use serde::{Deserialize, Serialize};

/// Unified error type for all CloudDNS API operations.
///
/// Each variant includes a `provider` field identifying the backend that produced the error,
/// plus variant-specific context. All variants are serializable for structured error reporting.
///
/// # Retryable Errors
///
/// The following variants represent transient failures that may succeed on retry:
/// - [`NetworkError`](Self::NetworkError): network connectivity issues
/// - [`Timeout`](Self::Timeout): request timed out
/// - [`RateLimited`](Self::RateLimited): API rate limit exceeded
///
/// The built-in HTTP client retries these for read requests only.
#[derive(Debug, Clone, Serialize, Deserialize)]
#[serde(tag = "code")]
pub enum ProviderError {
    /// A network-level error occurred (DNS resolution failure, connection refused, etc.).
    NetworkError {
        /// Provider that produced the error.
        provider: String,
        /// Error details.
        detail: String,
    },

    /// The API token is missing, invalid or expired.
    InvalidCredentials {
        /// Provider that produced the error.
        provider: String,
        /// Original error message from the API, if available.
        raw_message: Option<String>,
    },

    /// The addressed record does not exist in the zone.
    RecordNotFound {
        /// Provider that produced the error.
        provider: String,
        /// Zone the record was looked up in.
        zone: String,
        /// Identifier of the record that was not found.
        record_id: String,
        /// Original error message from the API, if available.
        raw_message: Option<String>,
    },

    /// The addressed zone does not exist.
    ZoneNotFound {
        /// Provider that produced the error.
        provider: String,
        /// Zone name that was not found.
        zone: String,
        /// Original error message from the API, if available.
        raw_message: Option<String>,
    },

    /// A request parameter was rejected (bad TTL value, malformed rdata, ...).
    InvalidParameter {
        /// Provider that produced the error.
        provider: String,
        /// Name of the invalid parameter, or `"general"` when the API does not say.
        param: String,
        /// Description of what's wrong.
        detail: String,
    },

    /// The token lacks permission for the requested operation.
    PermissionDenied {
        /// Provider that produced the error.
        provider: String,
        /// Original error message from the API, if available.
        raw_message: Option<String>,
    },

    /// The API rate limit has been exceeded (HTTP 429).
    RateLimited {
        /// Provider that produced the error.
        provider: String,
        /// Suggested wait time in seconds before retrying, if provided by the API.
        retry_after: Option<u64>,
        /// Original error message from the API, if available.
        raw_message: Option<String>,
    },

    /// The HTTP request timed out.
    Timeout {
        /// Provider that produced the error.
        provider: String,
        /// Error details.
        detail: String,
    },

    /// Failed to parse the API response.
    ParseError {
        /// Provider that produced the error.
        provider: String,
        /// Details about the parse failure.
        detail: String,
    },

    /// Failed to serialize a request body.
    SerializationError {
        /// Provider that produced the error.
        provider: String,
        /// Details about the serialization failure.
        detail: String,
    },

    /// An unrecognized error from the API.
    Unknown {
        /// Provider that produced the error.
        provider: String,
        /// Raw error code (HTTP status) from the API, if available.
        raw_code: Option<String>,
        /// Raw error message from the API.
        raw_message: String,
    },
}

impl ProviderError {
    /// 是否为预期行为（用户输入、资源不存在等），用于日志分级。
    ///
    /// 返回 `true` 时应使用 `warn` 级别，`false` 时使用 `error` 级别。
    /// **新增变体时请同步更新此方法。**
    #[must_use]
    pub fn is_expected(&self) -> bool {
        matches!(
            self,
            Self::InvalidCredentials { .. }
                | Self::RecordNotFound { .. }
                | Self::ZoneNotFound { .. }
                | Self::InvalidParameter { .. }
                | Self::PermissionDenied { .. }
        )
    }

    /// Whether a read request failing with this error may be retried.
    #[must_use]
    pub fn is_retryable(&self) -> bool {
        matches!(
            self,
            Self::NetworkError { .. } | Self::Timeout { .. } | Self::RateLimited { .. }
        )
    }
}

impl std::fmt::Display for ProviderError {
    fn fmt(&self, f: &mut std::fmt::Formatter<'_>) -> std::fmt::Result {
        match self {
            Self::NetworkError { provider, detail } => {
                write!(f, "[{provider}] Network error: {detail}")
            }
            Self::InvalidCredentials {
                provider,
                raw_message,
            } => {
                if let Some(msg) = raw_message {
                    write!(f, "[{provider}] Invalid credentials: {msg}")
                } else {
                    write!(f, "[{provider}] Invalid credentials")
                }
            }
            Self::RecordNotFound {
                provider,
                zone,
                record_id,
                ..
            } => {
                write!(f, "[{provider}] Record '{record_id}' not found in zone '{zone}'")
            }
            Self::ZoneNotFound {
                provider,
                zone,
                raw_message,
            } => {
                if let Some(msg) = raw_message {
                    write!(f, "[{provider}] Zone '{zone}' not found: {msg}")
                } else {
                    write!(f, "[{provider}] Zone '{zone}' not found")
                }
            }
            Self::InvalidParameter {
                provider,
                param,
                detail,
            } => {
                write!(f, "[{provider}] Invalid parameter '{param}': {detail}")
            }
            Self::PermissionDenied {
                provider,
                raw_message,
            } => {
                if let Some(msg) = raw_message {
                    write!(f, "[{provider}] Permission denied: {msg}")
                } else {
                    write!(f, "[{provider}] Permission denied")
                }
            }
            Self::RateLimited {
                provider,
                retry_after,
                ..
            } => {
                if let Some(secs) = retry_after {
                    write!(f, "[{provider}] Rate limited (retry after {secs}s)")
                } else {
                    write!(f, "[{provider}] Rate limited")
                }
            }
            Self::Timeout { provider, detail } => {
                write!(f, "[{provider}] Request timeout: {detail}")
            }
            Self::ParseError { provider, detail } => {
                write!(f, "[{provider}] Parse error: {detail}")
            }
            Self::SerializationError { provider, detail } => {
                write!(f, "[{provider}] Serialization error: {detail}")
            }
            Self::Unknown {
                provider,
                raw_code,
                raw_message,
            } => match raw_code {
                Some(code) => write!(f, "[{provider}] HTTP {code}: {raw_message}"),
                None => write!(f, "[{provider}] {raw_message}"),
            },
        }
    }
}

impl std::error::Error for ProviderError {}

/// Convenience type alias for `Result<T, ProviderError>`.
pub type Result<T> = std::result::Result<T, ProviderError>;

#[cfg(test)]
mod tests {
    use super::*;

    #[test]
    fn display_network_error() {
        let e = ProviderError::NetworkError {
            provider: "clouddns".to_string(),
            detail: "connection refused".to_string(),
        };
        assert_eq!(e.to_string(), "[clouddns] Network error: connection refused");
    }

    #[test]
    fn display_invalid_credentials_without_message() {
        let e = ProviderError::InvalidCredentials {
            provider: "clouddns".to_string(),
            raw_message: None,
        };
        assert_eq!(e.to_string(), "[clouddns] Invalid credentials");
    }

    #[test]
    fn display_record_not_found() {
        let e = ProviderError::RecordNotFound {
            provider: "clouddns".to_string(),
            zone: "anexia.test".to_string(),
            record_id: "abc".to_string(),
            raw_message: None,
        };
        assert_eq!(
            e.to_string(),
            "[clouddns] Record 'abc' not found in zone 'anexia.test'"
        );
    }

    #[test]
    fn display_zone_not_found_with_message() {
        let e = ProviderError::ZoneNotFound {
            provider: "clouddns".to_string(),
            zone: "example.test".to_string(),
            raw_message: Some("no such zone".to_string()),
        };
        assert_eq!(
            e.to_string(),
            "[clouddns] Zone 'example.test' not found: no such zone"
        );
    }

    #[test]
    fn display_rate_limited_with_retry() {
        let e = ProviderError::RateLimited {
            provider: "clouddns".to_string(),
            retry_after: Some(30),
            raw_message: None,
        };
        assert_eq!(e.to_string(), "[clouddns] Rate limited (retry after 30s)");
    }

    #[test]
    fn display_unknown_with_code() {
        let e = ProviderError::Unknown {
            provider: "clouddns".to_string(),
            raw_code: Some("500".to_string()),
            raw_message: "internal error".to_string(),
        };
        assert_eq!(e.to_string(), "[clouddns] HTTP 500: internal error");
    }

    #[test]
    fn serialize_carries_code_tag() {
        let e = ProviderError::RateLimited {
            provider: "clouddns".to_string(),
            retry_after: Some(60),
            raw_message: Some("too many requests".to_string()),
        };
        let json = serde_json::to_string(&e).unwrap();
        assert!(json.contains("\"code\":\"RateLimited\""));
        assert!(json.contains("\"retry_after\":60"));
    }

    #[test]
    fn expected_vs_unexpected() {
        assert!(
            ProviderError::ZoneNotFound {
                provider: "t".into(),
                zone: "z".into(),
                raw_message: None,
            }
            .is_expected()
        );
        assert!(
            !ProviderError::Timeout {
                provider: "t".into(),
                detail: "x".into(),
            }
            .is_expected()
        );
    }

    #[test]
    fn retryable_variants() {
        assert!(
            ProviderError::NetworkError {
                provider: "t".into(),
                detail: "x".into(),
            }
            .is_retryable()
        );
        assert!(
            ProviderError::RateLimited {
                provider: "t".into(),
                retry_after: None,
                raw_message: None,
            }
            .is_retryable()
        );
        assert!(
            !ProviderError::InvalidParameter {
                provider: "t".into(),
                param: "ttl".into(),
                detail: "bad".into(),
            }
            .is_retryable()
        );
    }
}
* * * * * * * * *
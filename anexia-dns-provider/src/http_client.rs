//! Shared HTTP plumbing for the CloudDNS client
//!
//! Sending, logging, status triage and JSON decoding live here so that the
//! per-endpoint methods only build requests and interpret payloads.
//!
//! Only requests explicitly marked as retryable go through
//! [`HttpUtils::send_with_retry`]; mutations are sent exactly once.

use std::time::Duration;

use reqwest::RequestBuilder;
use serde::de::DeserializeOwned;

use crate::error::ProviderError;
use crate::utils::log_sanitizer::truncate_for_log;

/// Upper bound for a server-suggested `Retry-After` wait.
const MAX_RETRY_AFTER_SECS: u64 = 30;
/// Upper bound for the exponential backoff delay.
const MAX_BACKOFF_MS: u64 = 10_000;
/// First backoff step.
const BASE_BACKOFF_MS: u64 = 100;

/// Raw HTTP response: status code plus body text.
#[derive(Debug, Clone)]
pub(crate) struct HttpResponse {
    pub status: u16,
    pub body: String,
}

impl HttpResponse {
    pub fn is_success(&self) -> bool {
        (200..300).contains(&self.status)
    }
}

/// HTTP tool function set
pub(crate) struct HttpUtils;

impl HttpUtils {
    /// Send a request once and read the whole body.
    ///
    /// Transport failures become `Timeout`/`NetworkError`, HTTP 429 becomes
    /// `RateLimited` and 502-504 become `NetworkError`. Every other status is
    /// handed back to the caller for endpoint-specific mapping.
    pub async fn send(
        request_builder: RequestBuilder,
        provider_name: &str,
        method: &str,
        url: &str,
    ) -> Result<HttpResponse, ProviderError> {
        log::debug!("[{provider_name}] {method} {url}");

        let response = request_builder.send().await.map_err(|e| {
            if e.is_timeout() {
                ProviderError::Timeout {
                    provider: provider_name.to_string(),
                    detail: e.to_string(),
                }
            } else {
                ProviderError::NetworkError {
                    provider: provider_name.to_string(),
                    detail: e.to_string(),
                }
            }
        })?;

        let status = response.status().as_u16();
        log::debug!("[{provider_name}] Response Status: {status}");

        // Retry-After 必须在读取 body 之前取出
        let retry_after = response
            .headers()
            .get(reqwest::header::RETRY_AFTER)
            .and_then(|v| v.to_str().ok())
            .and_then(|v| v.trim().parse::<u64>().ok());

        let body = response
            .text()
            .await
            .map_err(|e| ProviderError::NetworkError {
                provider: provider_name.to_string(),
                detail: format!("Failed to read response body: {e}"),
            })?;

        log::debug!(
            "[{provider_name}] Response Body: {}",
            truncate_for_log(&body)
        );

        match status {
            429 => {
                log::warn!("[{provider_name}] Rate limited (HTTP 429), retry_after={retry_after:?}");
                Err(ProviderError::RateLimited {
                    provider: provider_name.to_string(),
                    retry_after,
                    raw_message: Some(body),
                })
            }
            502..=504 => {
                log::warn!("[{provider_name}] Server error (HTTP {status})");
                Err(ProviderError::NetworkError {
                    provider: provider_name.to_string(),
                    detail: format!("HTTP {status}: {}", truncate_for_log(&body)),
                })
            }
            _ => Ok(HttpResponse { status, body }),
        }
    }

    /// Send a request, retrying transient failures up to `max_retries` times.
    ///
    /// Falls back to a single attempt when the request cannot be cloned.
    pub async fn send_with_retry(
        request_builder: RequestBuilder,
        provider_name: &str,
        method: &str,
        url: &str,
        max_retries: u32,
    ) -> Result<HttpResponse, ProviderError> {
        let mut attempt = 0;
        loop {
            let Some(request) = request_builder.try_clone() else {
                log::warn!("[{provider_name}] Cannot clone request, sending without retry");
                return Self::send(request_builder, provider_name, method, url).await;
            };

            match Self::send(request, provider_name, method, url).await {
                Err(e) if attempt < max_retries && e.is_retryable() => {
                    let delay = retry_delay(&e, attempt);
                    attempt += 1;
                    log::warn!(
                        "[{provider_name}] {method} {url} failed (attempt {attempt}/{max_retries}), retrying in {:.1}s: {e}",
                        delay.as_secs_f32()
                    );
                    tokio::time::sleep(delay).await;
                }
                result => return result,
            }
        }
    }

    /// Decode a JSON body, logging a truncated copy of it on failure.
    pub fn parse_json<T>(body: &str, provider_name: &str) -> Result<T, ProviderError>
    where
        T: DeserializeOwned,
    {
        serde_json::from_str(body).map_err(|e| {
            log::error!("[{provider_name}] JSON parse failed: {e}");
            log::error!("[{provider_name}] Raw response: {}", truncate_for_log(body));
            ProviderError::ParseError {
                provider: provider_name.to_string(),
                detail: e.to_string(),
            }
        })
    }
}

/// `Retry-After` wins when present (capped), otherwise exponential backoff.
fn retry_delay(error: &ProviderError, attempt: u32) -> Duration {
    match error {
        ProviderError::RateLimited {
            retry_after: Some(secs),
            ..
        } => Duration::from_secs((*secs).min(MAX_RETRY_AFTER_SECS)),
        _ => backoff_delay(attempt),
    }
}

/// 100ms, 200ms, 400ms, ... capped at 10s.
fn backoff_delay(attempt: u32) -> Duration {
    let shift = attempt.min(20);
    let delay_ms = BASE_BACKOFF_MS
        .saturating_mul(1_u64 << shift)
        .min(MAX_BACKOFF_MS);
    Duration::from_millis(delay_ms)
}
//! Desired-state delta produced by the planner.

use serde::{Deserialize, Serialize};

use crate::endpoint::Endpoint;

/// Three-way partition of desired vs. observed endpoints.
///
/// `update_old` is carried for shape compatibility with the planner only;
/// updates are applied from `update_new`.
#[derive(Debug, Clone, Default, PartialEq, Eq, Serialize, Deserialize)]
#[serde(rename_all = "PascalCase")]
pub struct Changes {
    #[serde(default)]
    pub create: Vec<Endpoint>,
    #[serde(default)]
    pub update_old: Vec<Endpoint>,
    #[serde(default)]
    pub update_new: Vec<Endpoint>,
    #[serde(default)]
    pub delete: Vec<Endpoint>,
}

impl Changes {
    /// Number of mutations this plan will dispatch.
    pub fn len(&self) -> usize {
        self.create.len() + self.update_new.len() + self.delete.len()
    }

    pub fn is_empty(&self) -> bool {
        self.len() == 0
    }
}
* * * * * * * * *
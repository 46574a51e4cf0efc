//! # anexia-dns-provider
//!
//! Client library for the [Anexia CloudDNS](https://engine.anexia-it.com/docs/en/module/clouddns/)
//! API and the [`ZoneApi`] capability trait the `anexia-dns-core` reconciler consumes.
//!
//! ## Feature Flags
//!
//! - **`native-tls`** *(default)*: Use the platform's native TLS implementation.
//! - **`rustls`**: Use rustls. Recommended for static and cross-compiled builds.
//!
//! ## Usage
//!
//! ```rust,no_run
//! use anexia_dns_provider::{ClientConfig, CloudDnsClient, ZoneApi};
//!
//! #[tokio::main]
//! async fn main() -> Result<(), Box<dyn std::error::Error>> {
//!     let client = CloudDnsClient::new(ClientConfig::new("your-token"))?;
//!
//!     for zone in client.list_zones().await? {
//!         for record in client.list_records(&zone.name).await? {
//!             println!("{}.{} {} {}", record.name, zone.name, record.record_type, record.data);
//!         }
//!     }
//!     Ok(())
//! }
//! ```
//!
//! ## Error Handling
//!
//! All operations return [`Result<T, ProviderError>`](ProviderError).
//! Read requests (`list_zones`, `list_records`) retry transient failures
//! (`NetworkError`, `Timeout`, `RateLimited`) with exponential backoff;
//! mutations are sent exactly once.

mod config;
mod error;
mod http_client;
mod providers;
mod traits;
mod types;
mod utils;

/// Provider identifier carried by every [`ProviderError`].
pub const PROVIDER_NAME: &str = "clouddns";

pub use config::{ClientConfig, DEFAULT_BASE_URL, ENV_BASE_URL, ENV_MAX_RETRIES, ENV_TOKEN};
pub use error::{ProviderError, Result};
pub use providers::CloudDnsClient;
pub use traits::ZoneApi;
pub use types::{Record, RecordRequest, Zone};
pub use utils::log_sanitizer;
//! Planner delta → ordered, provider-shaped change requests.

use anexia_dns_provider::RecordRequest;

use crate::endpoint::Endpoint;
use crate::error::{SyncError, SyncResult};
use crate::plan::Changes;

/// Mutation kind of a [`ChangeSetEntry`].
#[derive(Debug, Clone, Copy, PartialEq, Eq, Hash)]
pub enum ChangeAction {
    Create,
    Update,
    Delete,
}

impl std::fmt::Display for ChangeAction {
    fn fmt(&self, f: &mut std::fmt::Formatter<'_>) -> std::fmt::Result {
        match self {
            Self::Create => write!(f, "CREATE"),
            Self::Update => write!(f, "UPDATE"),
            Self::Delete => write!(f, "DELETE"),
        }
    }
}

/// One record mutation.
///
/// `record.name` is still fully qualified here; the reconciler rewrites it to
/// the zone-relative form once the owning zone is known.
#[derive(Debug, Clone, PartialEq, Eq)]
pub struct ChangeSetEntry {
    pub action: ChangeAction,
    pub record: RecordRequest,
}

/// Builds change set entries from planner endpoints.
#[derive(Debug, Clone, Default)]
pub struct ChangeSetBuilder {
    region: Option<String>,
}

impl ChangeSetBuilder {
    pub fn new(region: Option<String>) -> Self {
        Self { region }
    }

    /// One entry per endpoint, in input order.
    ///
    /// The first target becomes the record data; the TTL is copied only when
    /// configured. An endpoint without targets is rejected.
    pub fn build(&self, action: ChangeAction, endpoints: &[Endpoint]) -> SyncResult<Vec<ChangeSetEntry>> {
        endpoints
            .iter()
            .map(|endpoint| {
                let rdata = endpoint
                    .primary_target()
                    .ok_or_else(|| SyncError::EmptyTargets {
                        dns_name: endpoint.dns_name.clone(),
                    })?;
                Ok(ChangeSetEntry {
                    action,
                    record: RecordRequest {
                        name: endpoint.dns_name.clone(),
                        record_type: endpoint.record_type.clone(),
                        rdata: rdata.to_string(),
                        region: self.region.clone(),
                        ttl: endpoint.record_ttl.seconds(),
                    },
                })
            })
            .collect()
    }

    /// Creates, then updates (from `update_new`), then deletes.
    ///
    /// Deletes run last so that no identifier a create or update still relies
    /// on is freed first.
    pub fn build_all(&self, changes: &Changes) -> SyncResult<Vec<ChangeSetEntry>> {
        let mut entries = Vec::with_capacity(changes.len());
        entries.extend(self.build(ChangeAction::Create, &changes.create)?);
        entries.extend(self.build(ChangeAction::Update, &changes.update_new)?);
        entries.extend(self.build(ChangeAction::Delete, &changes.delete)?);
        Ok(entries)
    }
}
* * * * * * * * *
### [Exercise details]
Look through the listing above and copy each line with the word "once" in it.

### [Task solution]
//! [`HttpUtils::send_with_retry`]; mutations are sent exactly once.
    /// Send a request once and read the whole body.
//! mutations are sent exactly once.
/// the zone-relative form once the owning zone is known.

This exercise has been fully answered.